CX-301a · Module 2
Composite Leading Indicator Score
3 min read
Individual leading indicators are signals. A composite leading indicator score is intelligence. Combining response velocity, contact initiation ratio, stakeholder breadth, adoption trajectory, and sentiment indicators into a single leading score produces a predictive health metric that moves 4-8 weeks ahead of your traditional health score. The composite score does not replace the health score — it predicts where the health score is heading.
- Select the Component Indicators Start with 5-7 leading indicators across all three categories: behavioral (response velocity, contact initiation ratio, stakeholder breadth), adoption (trajectory, breadth, depth), and sentiment (tone, question patterns, proactive engagement). More is not better — each indicator must be independently predictive, not just available.

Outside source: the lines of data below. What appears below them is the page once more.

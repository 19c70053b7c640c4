use std::collections::HashMap;

use async_trait::async_trait;
use njalla_api::{
    Domain, NewRecord, NewServer, NjallaApi, NjallaError, Record, RecordType, Server, ServerReset,
};
use serde_json::{Map, Value};
use tokio::sync::Mutex;

/// Unwraps a `json!` object literal into an attribute map.
pub fn object(value: Value) -> Map<String, Value> {
    match value {
        Value::Object(map) => map,
        other => panic!("expected a JSON object, got {other}"),
    }
}

struct MockServer {
    server: Server,
    /// `list-servers` calls left before the address shows up
    polls_remaining: u32,
}

#[derive(Default)]
struct MockState {
    domains: Vec<Domain>,
    records: HashMap<String, Vec<Record>>,
    servers: Vec<MockServer>,
    next_id: u64,
    provisioning_polls: u32,
    registrations: Vec<(String, u32)>,
    calls: Vec<String>,
    fail_next: Option<NjallaError>,
}

/// In-memory Njalla account.
#[derive(Default)]
pub struct MockNjallaApi {
    state: Mutex<MockState>,
}

impl MockNjallaApi {
    pub fn new() -> Self {
        Self::default()
    }

    pub fn with_domain(self, name: &str) -> Self {
        {
            let mut state = self.state.try_lock().unwrap();
            state.domains.push(Domain {
                name: name.to_string(),
                status: "active".to_string(),
                expiry: None,
            });
            state.records.entry(name.to_string()).or_default();
        }
        self
    }

    pub fn with_server(self, server: Server) -> Self {
        self.state.try_lock().unwrap().servers.push(MockServer {
            server,
            polls_remaining: 0,
        });
        self
    }

    /// Number of `list-servers` calls a new server stays without an address.
    pub fn with_provisioning_polls(self, polls: u32) -> Self {
        self.state.try_lock().unwrap().provisioning_polls = polls;
        self
    }

    /// Makes the next API call fail with `error`.
    pub async fn fail_next(&self, error: NjallaError) {
        self.state.lock().await.fail_next = Some(error);
    }

    pub async fn insert_record(
        &self,
        domain: &str,
        record_type: RecordType,
        name: &str,
        content: &str,
        ttl: u32,
    ) -> u64 {
        let mut state = self.state.lock().await;
        state.next_id += 1;
        let id = state.next_id;
        state.records.entry(domain.to_string()).or_default().push(Record {
            id,
            name: name.to_string(),
            record_type,
            content: content.to_string(),
            ttl,
            prio: None,
        });
        id
    }

    pub async fn set_record_prio(&self, domain: &str, id: u64, prio: u32) {
        let mut state = self.state.lock().await;
        let record = state
            .records
            .get_mut(domain)
            .and_then(|records| records.iter_mut().find(|r| r.id == id))
            .unwrap();
        record.prio = Some(prio);
    }

    pub async fn records(&self, domain: &str) -> Vec<Record> {
        self.state
            .lock()
            .await
            .records
            .get(domain)
            .cloned()
            .unwrap_or_default()
    }

    pub async fn servers(&self) -> Vec<Server> {
        self.state
            .lock()
            .await
            .servers
            .iter()
            .map(|s| s.server.clone())
            .collect()
    }

    pub async fn registrations(&self) -> Vec<(String, u32)> {
        self.state.lock().await.registrations.clone()
    }

    /// JSON-RPC method names called so far, in order.
    pub async fn calls(&self) -> Vec<String> {
        self.state.lock().await.calls.clone()
    }

    pub async fn count_calls(&self, method: &str) -> usize {
        self.calls().await.iter().filter(|c| *c == method).count()
    }
}

impl MockState {
    fn begin(&mut self, method: &str) -> Result<(), NjallaError> {
        self.calls.push(method.to_string());
        self.fail_next.take().map_or(Ok(()), Err)
    }

    fn domain_records(&mut self, domain: &str) -> Result<&mut Vec<Record>, NjallaError> {
        self.records
            .get_mut(domain)
            .ok_or_else(|| NjallaError::DomainNotFound {
                domain: domain.to_string(),
                raw_message: Some("Domain not found".to_string()),
            })
    }
}

fn record_not_found(id: u64) -> NjallaError {
    NjallaError::RecordNotFound {
        record_id: id.to_string(),
        raw_message: Some("Record not found".to_string()),
    }
}

fn server_not_found(id: &str) -> NjallaError {
    NjallaError::ServerNotFound {
        server_id: id.to_string(),
        raw_message: Some("Server not found".to_string()),
    }
}

#[async_trait]
impl NjallaApi for MockNjallaApi {
    async fn list_domains(&self) -> njalla_api::Result<Vec<Domain>> {
        let mut state = self.state.lock().await;
        state.begin("list-domains")?;
        Ok(state.domains.clone())
    }

    async fn get_domain(&self, domain: &str) -> njalla_api::Result<Domain> {
        let mut state = self.state.lock().await;
        state.begin("get-domain")?;
        state
            .domains
            .iter()
            .find(|d| d.name == domain)
            .cloned()
            .ok_or_else(|| NjallaError::DomainNotFound {
                domain: domain.to_string(),
                raw_message: None,
            })
    }

    async fn register_domain(&self, domain: &str, years: u32) -> njalla_api::Result<String> {
        let mut state = self.state.lock().await;
        state.begin("register-domain")?;
        if state.domains.iter().any(|d| d.name == domain) {
            return Err(NjallaError::InvalidParameter {
                param: "domain".to_string(),
                detail: format!("Failed to buy {domain}"),
            });
        }
        state.registrations.push((domain.to_string(), years));
        state.domains.push(Domain {
            name: domain.to_string(),
            status: "active".to_string(),
            expiry: None,
        });
        state.records.entry(domain.to_string()).or_default();
        Ok(format!("task-{}", state.registrations.len()))
    }

    async fn list_records(&self, domain: &str) -> njalla_api::Result<Vec<Record>> {
        let mut state = self.state.lock().await;
        state.begin("list-records")?;
        Ok(state.domain_records(domain)?.clone())
    }

    async fn add_record(&self, domain: &str, record: &NewRecord) -> njalla_api::Result<Record> {
        let mut state = self.state.lock().await;
        state.begin("add-record")?;
        let id = state.next_id + 1;
        let saved = record.clone().with_id(id);
        state.domain_records(domain)?.push(saved.clone());
        state.next_id = id;
        Ok(saved)
    }

    async fn edit_record(&self, domain: &str, record: &Record) -> njalla_api::Result<()> {
        let mut state = self.state.lock().await;
        state.begin("edit-record")?;
        let existing = state
            .domain_records(domain)?
            .iter_mut()
            .find(|r| r.id == record.id)
            .ok_or_else(|| record_not_found(record.id))?;
        *existing = record.clone();
        Ok(())
    }

    async fn remove_record(&self, domain: &str, record_id: u64) -> njalla_api::Result<()> {
        let mut state = self.state.lock().await;
        state.begin("remove-record")?;
        let records = state.domain_records(domain)?;
        let before = records.len();
        records.retain(|r| r.id != record_id);
        if records.len() == before {
            return Err(record_not_found(record_id));
        }
        Ok(())
    }

    async fn list_servers(&self) -> njalla_api::Result<Vec<Server>> {
        let mut state = self.state.lock().await;
        state.begin("list-servers")?;
        let snapshot: Vec<Server> = state
            .servers
            .iter_mut()
            .map(|s| {
                let mut server = s.server.clone();
                if s.polls_remaining > 0 {
                    server.ips.clear();
                    s.polls_remaining -= 1;
                }
                server
            })
            .collect();
        Ok(snapshot)
    }

    async fn add_server(&self, server: &NewServer) -> njalla_api::Result<Server> {
        let mut state = self.state.lock().await;
        state.begin("add-server")?;
        state.next_id += 1;
        let id = format!("srv-{}", state.next_id);
        let created = Server {
            id: id.clone(),
            name: server.name.clone(),
            instance_type: server.instance_type.clone(),
            status: "running".to_string(),
            os: server.os.clone(),
            ssh_key: server.ssh_key.clone(),
            ips: vec![format!("192.0.2.{}", state.next_id % 250 + 1)],
            reverse_name: None,
            os_state: Some("installed".to_string()),
            autorenew: false,
            expiry: None,
        };
        let polls_remaining = state.provisioning_polls;
        state.servers.push(MockServer {
            server: created,
            polls_remaining,
        });
        Ok(Server {
            id,
            ..serde_json::from_str(r#"{"id":""}"#).unwrap()
        })
    }

    async fn reset_server(&self, reset: &ServerReset) -> njalla_api::Result<()> {
        let mut state = self.state.lock().await;
        state.begin("reset-server")?;
        let entry = state
            .servers
            .iter_mut()
            .find(|s| s.server.id == reset.id)
            .ok_or_else(|| server_not_found(&reset.id))?;
        entry.server.os.clone_from(&reset.os);
        entry.server.ssh_key.clone_from(&reset.ssh_key);
        entry.server.instance_type.clone_from(&reset.instance_type);
        Ok(())
    }

    async fn remove_server(&self, server_id: &str) -> njalla_api::Result<()> {
        let mut state = self.state.lock().await;
        state.begin("remove-server")?;
        let before = state.servers.len();
        state.servers.retain(|s| s.server.id != server_id);
        if state.servers.len() == before {
            return Err(server_not_found(server_id));
        }
        Ok(())
    }
}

- Weight by Predictive Power Not all leading indicators predict equally. In my experience, contact initiation ratio is the single strongest predictor, followed by response velocity and stakeholder breadth. Adoption trajectory is a strong mid-term predictor. Sentiment indicators are earliest but lowest-confidence. Weight accordingly: behavioral indicators at 50%, adoption at 30%, sentiment at 20%.
- Calibrate Against Outcomes After six months of data, correlate the composite leading score against actual health score changes, renewals, and churns. Adjust component weights based on which indicators were actually predictive in your specific account base. The calibration process from CX-201a applies here — start with hypothesis weights and refine with evidence.